Segment Start: Dataset records

use serde_json::Value;

use super::Formatters;
use crate::value;

pub(super) fn register(formatters: &mut Formatters) {
    formatters.register("arrayJoin", array_join);
    formatters.register("arrayMap", array_map);
}

fn text_arg(args: &[Value], index: usize, default: &str) -> String {
    match args.get(index) {
        Some(Value::Null) | None => default.to_string(),
        Some(v) => value::to_text(v).into_owned(),
    }
}

/// Join scalar items with `args[0]` (default `", "`).
pub fn array_join(d: &Value, args: &[Value]) -> Value {
    let Value::Array(items) = d else {
        return d.clone();
    };
    let separator = text_arg(args, 0, ", ");
    let parts: Vec<_> = items.iter().map(value::to_text).collect();
    Value::String(parts.join(separator.as_str()))
}

/// Flatten an array of objects.
///
/// Objects are joined with `args[0]` (default `", "`), attributes with
/// `args[1]` (default `":"`). Further arguments select which attributes to
/// print; without them every non-nested attribute is printed in order.
pub fn array_map(d: &Value, args: &[Value]) -> Value {
    let Value::Array(items) = d else {
        return d.clone();
    };
    let object_separator = text_arg(args, 0, ", ");
    let attribute_separator = text_arg(args, 1, ":");
    let selected: Vec<String> = args
        .iter()
        .skip(2)
        .map(|a| value::to_text(a).into_owned())
        .collect();

    let rows: Vec<String> = items
        .iter()
        .map(|item| {
            let attributes: Vec<String> = match item {
                Value::Object(map) if !selected.is_empty() => selected
                    .iter()
                    .map(|name| map.get(name).map(value::to_text).unwrap_or_default().into_owned())
                    .collect(),
                Value::Object(map) => map
                    .values()
                    .filter(|v| !matches!(v, Value::Array(_) | Value::Object(_)))
                    .map(|v| value::to_text(v).into_owned())
                    .collect(),
                scalar => vec![value::to_text(scalar).into_owned()],
            };
            attributes.join(attribute_separator.as_str())
        })
        .collect();
    Value::String(rows.join(object_separator.as_str()))
}
//! Fragment assembly: restore document order from traversal order.

use std::fmt;

/// `[anchor, index, anchor, index, ..., point]` of one emitted fragment.
///
/// Anchors and the final component are document points (marker ranks), so
/// markers that touch in the source still order strictly.
///
/// Ordering is lexicographic; a vector sorts before every vector it is a
/// strict prefix of.
#[derive(Debug, Clone, PartialEq, Eq, PartialOrd, Ord, Hash, Default)]
pub struct PositionVector(pub Vec<usize>);

impl PositionVector {
    pub fn new(components: Vec<usize>) -> Self {
        Self(components)
    }

    /// `prefix` followed by `point`.
    pub fn at(prefix: &[usize], point: usize) -> Self {
        let mut components = Vec::with_capacity(prefix.len() + 1);
        components.extend_from_slice(prefix);
        components.push(point);
        Self(components)
    }

    pub fn as_slice(&self) -> &[usize] {
        &self.0
    }
}

impl From<Vec<usize>> for PositionVector {
    fn from(components: Vec<usize>) -> Self {
        Self(components)
    }
}

impl fmt::Display for PositionVector {
    fn fmt(&self, f: &mut fmt::Formatter<'_>) -> fmt::Result {
        write!(f, "[")?;
        for (i, c) in self.0.iter().enumerate() {
            if i > 0 {
                write!(f, ", ")?;
            }
            write!(f, "{}", c)?;
        }
        write!(f, "]")
    }
}

#[derive(Debug, Clone, PartialEq, Eq)]
pub struct Fragment {
    pub position: PositionVector,
    pub text: String,
}

impl Fragment {
    pub fn new(position: PositionVector, text: impl Into<String>) -> Self {
        Self {
            position,
            text: text.into(),
        }
    }
}

/// Stable-sort fragments by position and concatenate their text.
pub fn assemble(mut fragments: Vec<Fragment>) -> String {
    fragments.sort_by(|a, b| a.position.cmp(&b.position));
    let len = fragments.iter().map(|f| f.text.len()).sum();
    let mut out = String::with_capacity(len);
    for fragment in &fragments {
        out.push_str(&fragment.text);
    }
    log::trace!("assembled {} fragments into {} bytes", fragments.len(), out.len());
    out
}
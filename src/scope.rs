//! The scope graph: an arena of object and array scopes plus the leaves
//! attached to them.
//!
//! Besides byte offsets, every marker gets a document *point*: its 1-based
//! rank once markers are sorted by offset. Two markers may share an offset
//! but never a point, so points order output fragments.

use serde_json::Value;

use crate::filter::{self, Filter};
use crate::formatter::FormatterCall;
use crate::value;

pub type ScopeId = usize;
pub type LeafId = usize;

/// The root scope `d0`, bound to the payload.
pub const ROOT: ScopeId = 0;

#[derive(Debug, Clone, Copy, PartialEq, Eq)]
pub enum ScopeKind {
    Object,
    Array,
}

/// How a scope's runtime value is reached from its parent's value.
#[derive(Debug, Clone, PartialEq, Eq)]
pub enum Access {
    /// `parent[name]`
    Field(String),
    /// The parent value itself: root arrays and inner dimensions of
    /// multi-dimensional arrays
    Element,
    /// First element of `parent[field]` (or of the parent itself) passing
    /// every filter
    Search {
        field: Option<String>,
        filters: Vec<Filter>,
    },
}

impl Access {
    /// Resolve this access against the parent's value.
    pub fn resolve<'v>(&self, parent: Option<&'v Value>) -> Option<&'v Value> {
        match self {
            Self::Field(name) => parent.and_then(|v| value::field(v, name)),
            Self::Element => parent,
            Self::Search { field, filters } => {
                let base = match field {
                    Some(name) => parent.and_then(|v| value::field(v, name)),
                    None => parent,
                };
                let items = value::elements(base);
                items
                    .iter()
                    .enumerate()
                    .find(|&(i, item)| filter::accepts(filters, item, i, items.len()))
                    .map(|(_, item)| item)
            }
        }
    }
}

/// Source extent of a repeated section: first `[i]` marker to first `[i+1]`.
#[derive(Debug, Clone, Copy, PartialEq, Eq)]
pub struct ArrayRange {
    pub start: usize,
    pub end: Option<usize>,
}

#[derive(Debug, Clone, PartialEq, Eq)]
pub struct ScopeNode {
    pub id: ScopeId,
    pub display_name: String,
    pub kind: ScopeKind,
    pub parent: Option<ScopeId>,
    pub access: Access,
    /// Array nesting depth, used for traversal ordering only
    pub depth: usize,
    /// Offset of the first marker that opened this dimension
    pub anchor: usize,
    /// Point of the marker that opened this scope
    pub point: usize,
    /// `None` for objects, and for arrays whose range was dropped
    pub range: Option<ArrayRange>,
    /// Point of the marker that set `range.end`
    pub close_point: Option<usize>,
    /// Iterator token of the opening group (`i` in `[i]`)
    pub iterator: Option<String>,
    /// Greatest offset among the `[i+1]` markers of this dimension
    pub last_terminator: Option<usize>,
    /// Elements failing any of these are skipped
    pub filters: Vec<Filter>,
    pub leaves: Vec<LeafId>,
}

impl ScopeNode {
    pub fn is_array(&self) -> bool {
        self.kind == ScopeKind::Array
    }

    /// An array with both ends of its repeated section known.
    pub fn is_bounded(&self) -> bool {
        self.range.is_some_and(|r| r.end.is_some())
    }
}

/// One data-insertion point.
#[derive(Debug, Clone, PartialEq)]
pub struct Leaf {
    pub id: LeafId,
    pub scope: ScopeId,
    /// Field read off the scope's value; empty means the value itself
    pub attribute: String,
    pub formatters: Vec<FormatterCall>,
    pub offset: usize,
    pub point: usize,
    pub path: String,
}

/// What one marker contributed to the graph, in document order.
#[derive(Debug, Clone, Default, PartialEq, Eq)]
pub struct Occurrence {
    pub offset: usize,
    pub path: String,
    /// Array scopes first opened by this marker, outermost first
    pub opens: Vec<ScopeId>,
    /// Array scopes whose `end` this marker set, outermost first
    pub closes: Vec<ScopeId>,
    pub leaf: Option<LeafId>,
    pub terminator: bool,
}

#[derive(Debug, Clone, PartialEq)]
pub struct ScopeGraph {
    pub(crate) nodes: Vec<ScopeNode>,
    pub(crate) leaves: Vec<Leaf>,
    pub(crate) occurrences: Vec<Occurrence>,
}

impl Default for ScopeGraph {
    fn default() -> Self {
        Self::new()
    }
}

impl ScopeGraph {
    /// A graph holding only the root object scope.
    pub fn new() -> Self {
        Self {
            nodes: vec![ScopeNode {
                id: ROOT,
                display_name: "d0".to_string(),
                kind: ScopeKind::Object,
                parent: None,
                access: Access::Element,
                depth: 0,
                anchor: 0,
                point: 0,
                range: None,
                close_point: None,
                iterator: None,
                last_terminator: None,
                filters: Vec::new(),
                leaves: Vec::new(),
            }],
            leaves: Vec::new(),
            occurrences: Vec::new(),
        }
    }

    pub fn node(&self, id: ScopeId) -> Option<&ScopeNode> {
        self.nodes.get(id)
    }

    pub fn nodes(&self) -> &[ScopeNode] {
        &self.nodes
    }

    pub fn leaf(&self, id: LeafId) -> Option<&Leaf> {
        self.leaves.get(id)
    }

    pub fn leaves(&self) -> &[Leaf] {
        &self.leaves
    }

    pub fn occurrences(&self) -> &[Occurrence] {
        &self.occurrences
    }

    /// The marker that first opened array scope `scope`.
    pub fn opening(&self, scope: ScopeId) -> Option<&Occurrence> {
        self.occurrences.iter().find(|o| o.opens.contains(&scope))
    }

    /// Ancestors of `id` (itself included), outermost first.
    pub fn ancestry(&self, id: ScopeId) -> Vec<ScopeId> {
        let mut chain = Vec::new();
        let mut current = Some(id);
        while let Some(id) = current
            && let Some(node) = self.nodes.get(id)
        {
            chain.push(id);
            current = node.parent;
        }
        chain.reverse();
        chain
    }

    /// Array scopes among the ancestry of `id`, outermost first.
    pub fn array_chain(&self, id: ScopeId) -> Vec<ScopeId> {
        self.ancestry(id)
            .into_iter()
            .filter(|&s| self.nodes[s].is_array())
            .collect()
    }

    /// Bounded array scopes among the ancestry of `id`, outermost first.
    pub fn bounded_chain(&self, id: ScopeId) -> Vec<ScopeId> {
        self.ancestry(id)
            .into_iter()
            .filter(|&s| self.nodes[s].is_bounded())
            .collect()
    }

    /// Innermost array enclosing `id` (itself included).
    pub fn enclosing_array(&self, id: ScopeId) -> Option<ScopeId> {
        self.array_chain(id).last().copied()
    }

    /// Point of the last marker; 0 without markers.
    pub fn max_point(&self) -> usize {
        self.occurrences.len()
    }
}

Segment End: Dataset records

What you need to do: Set apart and copy each line of the records that holds the word "FormatterCall".

Finished exercise:
use crate::formatter::FormatterCall;
    pub formatters: Vec<FormatterCall>,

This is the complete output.